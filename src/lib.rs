//! Taskweave Assistant
//!
//! Tool-orchestration conversation engine for the Taskweave personal task
//! manager. One user message plus conversation history goes in; exactly one
//! typed `ChatResponse` comes out, produced by a bounded tool loop against
//! an LLM backend.
//!
//! ## Module Organization
//!
//! - `engine` - `AssistantEngine`, the public entry point
//! - `formatter` - history windowing, summary injection, image inlining
//! - `mode` - mode to tool-set and parameter mapping
//! - `orchestrator` - the bounded tool loop
//! - `parser` - terminal model turn to `ChatResponse`
//! - `object_store` - attachment byte access trait
//! - `config` / `error` - engine knobs and failure taxonomy
//!
//! Domain types live in `taskweave-core`, provider plumbing in
//! `taskweave-llm`, and the tool surface in `taskweave-tools`.

pub mod config;
pub mod engine;
pub mod error;
pub mod formatter;
pub mod mode;
pub mod object_store;
pub mod orchestrator;
pub mod parser;

pub use config::EngineConfig;
pub use engine::{build_system_prompt, AssistantEngine, ChatRequest};
pub use error::EngineError;
pub use mode::{params_for_mode, tools_for_mode, ChatMode, ModeParams};
pub use object_store::{ObjectStore, ObjectStoreError, StorageBucket};
pub use orchestrator::{LoopOutcome, LoopState, Orchestrator};
pub use parser::parse_response;

pub use taskweave_core::{
    AuthToken, ChatResponse, ConversationTurn, EntityType, FileRef, Operation, OperationKind,
    Question, TurnRole,
};
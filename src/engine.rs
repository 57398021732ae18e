//! Assistant Engine
//!
//! The public entry point: one `ChatRequest` in, one `ChatResponse` out.
//! Wires the formatter, mode policy, executor and orchestrator together
//! for a single request; no state survives between requests.

use std::sync::Arc;

use taskweave_core::{AuthToken, ChatResponse, ConversationTurn, FileRef};
use taskweave_llm::{LlmProvider, LlmRequestOptions};
use taskweave_tools::{DataStore, ToolExecutor};

use crate::config::EngineConfig;
use crate::error::EngineError;
use crate::formatter::format_transcript;
use crate::mode::{params_for_mode, tools_for_mode, ChatMode};
use crate::object_store::ObjectStore;
use crate::orchestrator::{LoopOutcome, Orchestrator};

/// One conversation request from the surrounding application
#[derive(Debug, Clone)]
pub struct ChatRequest {
    /// The user's current message
    pub message: String,
    /// Attachments on the current message
    pub attachments: Vec<FileRef>,
    /// Prior turns, oldest first
    pub history: Vec<ConversationTurn>,
    /// Optional summary replacing turns older than the history window
    pub summary: Option<String>,
    /// Conversation mode for this request
    pub mode: ChatMode,
    /// Credential scoping query tools to the user; absent for anonymous
    /// sessions, in which case query tools return structured errors
    pub auth_token: Option<AuthToken>,
}

impl ChatRequest {
    pub fn new(message: impl Into<String>, mode: ChatMode) -> Self {
        Self {
            message: message.into(),
            attachments: Vec::new(),
            history: Vec::new(),
            summary: None,
            mode,
            auth_token: None,
        }
    }
}

/// The conversation engine
pub struct AssistantEngine {
    provider: Arc<dyn LlmProvider>,
    data_store: Arc<dyn DataStore>,
    object_store: Arc<dyn ObjectStore>,
    config: EngineConfig,
}

impl AssistantEngine {
    pub fn new(
        provider: Arc<dyn LlmProvider>,
        data_store: Arc<dyn DataStore>,
        object_store: Arc<dyn ObjectStore>,
        config: EngineConfig,
    ) -> Self {
        Self {
            provider,
            data_store,
            object_store,
            config,
        }
    }

    /// Handle one request, returning just the response.
    pub async fn handle(&self, request: ChatRequest) -> Result<ChatResponse, EngineError> {
        self.handle_with_usage(request).await.map(|o| o.response)
    }

    /// Handle one request, returning the response together with accumulated
    /// token usage and the number of tool-dispatch rounds.
    pub async fn handle_with_usage(
        &self,
        request: ChatRequest,
    ) -> Result<LoopOutcome, EngineError> {
        if request.message.trim().is_empty() && request.attachments.is_empty() {
            return Err(EngineError::EmptyMessage);
        }

        let transcript = format_transcript(
            &request.message,
            &request.attachments,
            &request.history,
            request.summary.as_deref(),
            self.config.history_window,
            self.object_store.as_ref(),
        )
        .await?;

        let params = params_for_mode(request.mode);
        let options = LlmRequestOptions {
            temperature_override: Some(params.temperature),
            max_tokens_override: Some(params.max_tokens),
        };

        let executor = ToolExecutor::new(self.data_store.clone());
        let orchestrator = Orchestrator::new(
            self.provider.as_ref(),
            &executor,
            build_system_prompt(request.mode),
            tools_for_mode(request.mode),
            options,
            request.auth_token.as_ref(),
            self.config.max_iterations,
            self.config.max_retries,
            self.config.max_retry_delay_secs,
        );

        orchestrator.run(transcript).await
    }
}

/// Assemble the system prompt for a mode.
pub fn build_system_prompt(mode: ChatMode) -> String {
    let mut parts = vec![
        "You are Taskweave, an assistant for a personal task, note and project manager. \
         You help the user understand and organize their data."
            .to_string(),
        "Use the query tools to look up the user's tasks, notes, projects and files \
         before answering questions about them. Never invent records."
            .to_string(),
    ];

    match mode {
        ChatMode::Chat => parts.push(
            "Answer conversationally. When the user's request is ambiguous, use \
             ask_questions to clarify before doing anything else."
                .to_string(),
        ),
        ChatMode::Action => parts.push(
            "The user wants changes made. Use propose_operations to propose the exact \
             create, update or delete operations; the user confirms before anything is \
             applied. Ask questions only when a required detail is missing."
                .to_string(),
        ),
    }

    parts.join("\n\n")
}
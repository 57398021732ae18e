//! Request-Scoped Credential
//!
//! The bearer credential that scopes every data-store read to one user.
//! Passed explicitly as an argument through every layer that needs it
//! (orchestrator, query executors) rather than looked up ambiently.

use serde::{Deserialize, Serialize};

/// Opaque bearer credential supplied by the caller per request.
#[derive(Clone, PartialEq, Eq, Serialize, Deserialize)]
pub struct AuthToken(String);

impl AuthToken {
    pub fn new(token: impl Into<String>) -> Self {
        Self(token.into())
    }

    pub fn as_str(&self) -> &str {
        &self.0
    }
}

// Redacted Debug so tokens never end up in logs.
impl std::fmt::Debug for AuthToken {
    fn fmt(&self, f: &mut std::fmt::Formatter<'_>) -> std::fmt::Result {
        f.write_str("AuthToken(***)")
    }
}
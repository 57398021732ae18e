//! Taskweave LLM
//!
//! Wire types and the provider abstraction for the language-model backend
//! driving the conversation engine. The shipped implementation speaks the
//! Anthropic messages API; tests and alternative backends implement the same
//! `LlmProvider` trait.

pub mod anthropic;
pub mod provider;
pub mod types;

// Re-export main types
pub use anthropic::AnthropicProvider;
pub use provider::{missing_api_key_error, parse_http_error, LlmProvider};
pub use types::*;
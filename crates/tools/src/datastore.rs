//! Data Access for Query Tools
//!
//! Read-only, credential-scoped lookups against the user's task, note,
//! project and file records. The surrounding application owns the actual
//! storage; this crate only defines the trait the executors call through.

use async_trait::async_trait;
use serde::{Deserialize, Serialize};
use taskweave_core::AuthToken;
use thiserror::Error;

/// Hard ceiling on rows returned by one query tool call
pub const MAX_QUERY_LIMIT: usize = 50;

/// Limit applied when the model omits one
pub const DEFAULT_QUERY_LIMIT: usize = 20;

fn default_limit() -> usize {
    DEFAULT_QUERY_LIMIT
}

/// Clamp a requested limit into the allowed range
pub fn clamp_limit(limit: usize) -> usize {
    limit.clamp(1, MAX_QUERY_LIMIT)
}

/// Errors from the backing data store
#[derive(Debug, Error)]
pub enum DataStoreError {
    /// The credential did not authorize the read
    #[error("Unauthorized: {0}")]
    Unauthorized(String),

    /// The query itself failed
    #[error("Query failed: {0}")]
    Query(String),
}

/// Filter input for the `query_tasks` tool
#[derive(Debug, Clone, Default, Serialize, Deserialize)]
pub struct TaskFilter {
    /// Task status, e.g. "todo", "in_progress", "done"
    #[serde(default, skip_serializing_if = "Option::is_none")]
    pub status: Option<String>,
    /// Restrict to tasks belonging to one project
    #[serde(default, skip_serializing_if = "Option::is_none")]
    pub project_id: Option<String>,
    /// Case-insensitive substring match on the title
    #[serde(default, skip_serializing_if = "Option::is_none")]
    pub search: Option<String>,
    /// Maximum number of rows to return
    #[serde(default = "default_limit")]
    pub limit: usize,
}

/// Filter input for the `query_notes` tool
#[derive(Debug, Clone, Default, Serialize, Deserialize)]
pub struct NoteFilter {
    #[serde(default, skip_serializing_if = "Option::is_none")]
    pub project_id: Option<String>,
    /// Case-insensitive substring match on title or body
    #[serde(default, skip_serializing_if = "Option::is_none")]
    pub search: Option<String>,
    #[serde(default = "default_limit")]
    pub limit: usize,
}

/// Filter input for the `query_projects` tool
#[derive(Debug, Clone, Default, Serialize, Deserialize)]
pub struct ProjectFilter {
    /// Project status, e.g. "active", "archived"
    #[serde(default, skip_serializing_if = "Option::is_none")]
    pub status: Option<String>,
    #[serde(default, skip_serializing_if = "Option::is_none")]
    pub search: Option<String>,
    #[serde(default = "default_limit")]
    pub limit: usize,
}

/// Filter input for the `query_files` tool
#[derive(Debug, Clone, Default, Serialize, Deserialize)]
pub struct FileFilter {
    #[serde(default, skip_serializing_if = "Option::is_none")]
    pub project_id: Option<String>,
    /// MIME type prefix match, e.g. "image/"
    #[serde(default, skip_serializing_if = "Option::is_none")]
    pub mime_type: Option<String>,
    #[serde(default = "default_limit")]
    pub limit: usize,
}

/// A task row as serialized back to the model
#[derive(Debug, Clone, Serialize, Deserialize)]
pub struct TaskRecord {
    pub id: String,
    pub title: String,
    pub status: String,
    #[serde(skip_serializing_if = "Option::is_none")]
    pub due_date: Option<String>,
    #[serde(skip_serializing_if = "Option::is_none")]
    pub project_id: Option<String>,
}

/// A note row as serialized back to the model
#[derive(Debug, Clone, Serialize, Deserialize)]
pub struct NoteRecord {
    pub id: String,
    pub title: String,
    pub body: String,
    #[serde(skip_serializing_if = "Option::is_none")]
    pub project_id: Option<String>,
}

/// A project row as serialized back to the model
#[derive(Debug, Clone, Serialize, Deserialize)]
pub struct ProjectRecord {
    pub id: String,
    pub name: String,
    pub status: String,
    #[serde(skip_serializing_if = "Option::is_none")]
    pub description: Option<String>,
}

/// A file row as serialized back to the model
#[derive(Debug, Clone, Serialize, Deserialize)]
pub struct FileRecord {
    pub id: String,
    pub name: String,
    pub url: String,
    pub mime_type: String,
    pub size_bytes: u64,
}

/// Read-only access to the user's records.
///
/// Every method takes the caller's credential; implementations must scope
/// the read to that user and never return cross-user rows.
#[async_trait]
pub trait DataStore: Send + Sync {
    async fn list_tasks(
        &self,
        filter: &TaskFilter,
        auth: &AuthToken,
    ) -> Result<Vec<TaskRecord>, DataStoreError>;

    async fn list_notes(
        &self,
        filter: &NoteFilter,
        auth: &AuthToken,
    ) -> Result<Vec<NoteRecord>, DataStoreError>;

    async fn list_projects(
        &self,
        filter: &ProjectFilter,
        auth: &AuthToken,
    ) -> Result<Vec<ProjectRecord>, DataStoreError>;

    async fn list_files(
        &self,
        filter: &FileFilter,
        auth: &AuthToken,
    ) -> Result<Vec<FileRecord>, DataStoreError>;
}
//! Tool Executor
//!
//! Dispatches query tool calls to the data store. Every query requires the
//! caller's credential; absence produces a structured error result the model
//! can recover from conversationally, never a crash.

use std::sync::Arc;

use serde_json::{json, Value};
use taskweave_core::AuthToken;

use crate::datastore::{
    clamp_limit, DataStore, FileFilter, NoteFilter, ProjectFilter, TaskFilter,
};
use crate::definitions::{
    is_terminal_tool, QUERY_FILES, QUERY_NOTES, QUERY_PROJECTS, QUERY_TASKS,
};
use crate::result::ToolResult;

/// Result text fed back for a terminal tool when the loop continues past it
pub const TERMINAL_STUB: &str = "This request will be handled in the final response.";

fn auth_required_payload() -> String {
    json!({"error": true, "message": "Authentication required"}).to_string()
}

fn query_failed_payload(message: &str) -> String {
    json!({"error": true, "message": message}).to_string()
}

/// Executes query tool calls against the data store
pub struct ToolExecutor {
    store: Arc<dyn DataStore>,
}

impl ToolExecutor {
    pub fn new(store: Arc<dyn DataStore>) -> Self {
        Self { store }
    }

    /// Execute a single tool call.
    ///
    /// Terminal tools are not executed; they get a fixed stub result so a
    /// turn that continues past them still has one result per call id.
    pub async fn execute(
        &self,
        name: &str,
        input: &Value,
        auth: Option<&AuthToken>,
    ) -> ToolResult {
        if is_terminal_tool(name) {
            return ToolResult::ok(TERMINAL_STUB);
        }

        let Some(token) = auth else {
            tracing::warn!(tool = name, "tool call without credential");
            return ToolResult::err(auth_required_payload());
        };

        match name {
            QUERY_TASKS => self.query_tasks(input, token).await,
            QUERY_NOTES => self.query_notes(input, token).await,
            QUERY_PROJECTS => self.query_projects(input, token).await,
            QUERY_FILES => self.query_files(input, token).await,
            other => {
                tracing::warn!(tool = other, "unknown tool requested by model");
                ToolResult::err(query_failed_payload(&format!("Unknown tool: {}", other)))
            }
        }
    }

    async fn query_tasks(&self, input: &Value, auth: &AuthToken) -> ToolResult {
        let mut filter: TaskFilter = match serde_json::from_value(input.clone()) {
            Ok(f) => f,
            Err(e) => return invalid_input(QUERY_TASKS, &e),
        };
        filter.limit = clamp_limit(filter.limit);
        match self.store.list_tasks(&filter, auth).await {
            Ok(rows) => serialize_rows(&rows),
            Err(e) => ToolResult::err(query_failed_payload(&e.to_string())),
        }
    }

    async fn query_notes(&self, input: &Value, auth: &AuthToken) -> ToolResult {
        let mut filter: NoteFilter = match serde_json::from_value(input.clone()) {
            Ok(f) => f,
            Err(e) => return invalid_input(QUERY_NOTES, &e),
        };
        filter.limit = clamp_limit(filter.limit);
        match self.store.list_notes(&filter, auth).await {
            Ok(rows) => serialize_rows(&rows),
            Err(e) => ToolResult::err(query_failed_payload(&e.to_string())),
        }
    }

    async fn query_projects(&self, input: &Value, auth: &AuthToken) -> ToolResult {
        let mut filter: ProjectFilter = match serde_json::from_value(input.clone()) {
            Ok(f) => f,
            Err(e) => return invalid_input(QUERY_PROJECTS, &e),
        };
        filter.limit = clamp_limit(filter.limit);
        match self.store.list_projects(&filter, auth).await {
            Ok(rows) => serialize_rows(&rows),
            Err(e) => ToolResult::err(query_failed_payload(&e.to_string())),
        }
    }

    async fn query_files(&self, input: &Value, auth: &AuthToken) -> ToolResult {
        let mut filter: FileFilter = match serde_json::from_value(input.clone()) {
            Ok(f) => f,
            Err(e) => return invalid_input(QUERY_FILES, &e),
        };
        filter.limit = clamp_limit(filter.limit);
        match self.store.list_files(&filter, auth).await {
            Ok(rows) => serialize_rows(&rows),
            Err(e) => ToolResult::err(query_failed_payload(&e.to_string())),
        }
    }
}

fn invalid_input(tool: &str, err: &serde_json::Error) -> ToolResult {
    tracing::warn!(tool, error = %err, "tool input failed to deserialize");
    ToolResult::err(query_failed_payload(&format!("Invalid input: {}", err)))
}

fn serialize_rows<T: serde::Serialize>(rows: &[T]) -> ToolResult {
    match serde_json::to_string(rows) {
        Ok(json) => ToolResult::ok(json),
        Err(e) => ToolResult::err(query_failed_payload(&e.to_string())),
    }
}
//! LLM Provider Trait
//!
//! Defines the common interface for the language-model backend. The engine
//! only ever talks to this trait; the Anthropic client and the scripted test
//! backends are interchangeable behind it.

use async_trait::async_trait;

use super::types::{
    LlmError, LlmRequestOptions, LlmResponse, LlmResult, Message, ProviderConfig, ToolDefinition,
};

/// Interface every backend must satisfy.
#[async_trait]
pub trait LlmProvider: Send + Sync {
    /// Short identifier used in logs and error messages.
    fn name(&self) -> &'static str;

    /// Model this provider is configured to call.
    fn model(&self) -> &str;

    /// Whether the backend accepts inlined image content blocks.
    fn supports_multimodal(&self) -> bool {
        false
    }

    /// Send a complete transcript and wait for the full response.
    ///
    /// `tools` is the mode's tool set for this request; `request_options`
    /// carries per-request temperature and token overrides.
    async fn send_message(
        &self,
        messages: Vec<Message>,
        system: Option<String>,
        tools: Vec<ToolDefinition>,
        request_options: LlmRequestOptions,
    ) -> LlmResult<LlmResponse>;

    /// Verify the backend is reachable with the configured credentials.
    async fn health_check(&self) -> LlmResult<()>;

    fn config(&self) -> &ProviderConfig;
}

/// Helper function to create an error for a missing API key
pub fn missing_api_key_error(provider: &str) -> LlmError {
    LlmError::AuthenticationFailed {
        message: format!("API key not configured for {}", provider),
    }
}

/// Map an HTTP error status from the backend to an `LlmError`
pub fn parse_http_error(status: u16, body: &str, provider: &str) -> LlmError {
    match status {
        401 => LlmError::AuthenticationFailed {
            message: format!("{}: Invalid API key", provider),
        },
        403 => LlmError::AuthenticationFailed {
            message: format!("{}: Access denied", provider),
        },
        429 => LlmError::RateLimited {
            message: body.to_string(),
            retry_after: None,
        },
        400 => LlmError::InvalidRequest {
            message: body.to_string(),
        },
        500..=599 => LlmError::ServerError {
            message: body.to_string(),
            status: Some(status),
        },
        _ => LlmError::Other {
            message: format!("HTTP {}: {}", status, body),
        },
    }
}
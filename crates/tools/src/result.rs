//! Tool Execution Result
//!
//! The per-call result correlated back to a tool-use id by the orchestrator.
//! Failures are data, not control flow: an error result is fed to the model
//! as a tool_result block with `is_error` set, and the loop continues.

use serde::{Deserialize, Serialize};

/// Result of a tool execution
#[derive(Debug, Clone, Serialize, Deserialize)]
pub struct ToolResult {
    /// Whether the execution was successful
    pub success: bool,
    /// Output from the tool (if successful)
    #[serde(skip_serializing_if = "Option::is_none")]
    pub output: Option<String>,
    /// Error payload (if failed); for query tools this is a JSON object
    /// string the model can read, e.g. `{"error":true,"message":"..."}`
    #[serde(skip_serializing_if = "Option::is_none")]
    pub error: Option<String>,
}

impl ToolResult {
    /// Create a successful result
    pub fn ok(output: impl Into<String>) -> Self {
        Self {
            success: true,
            output: Some(output.into()),
            error: None,
        }
    }

    /// Create an error result
    pub fn err(error: impl Into<String>) -> Self {
        Self {
            success: false,
            output: None,
            error: Some(error.into()),
        }
    }

    /// Content string fed back to the model as the tool_result block
    pub fn to_content(&self) -> String {
        if self.success {
            self.output.clone().unwrap_or_default()
        } else {
            self.error
                .clone()
                .unwrap_or_else(|| "Unknown error".to_string())
        }
    }
}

• • •

> Directions for this task: Tell how many lines in the entries contain the string "Some", and give nothing beyond the number.

> Answer to the exercise: 6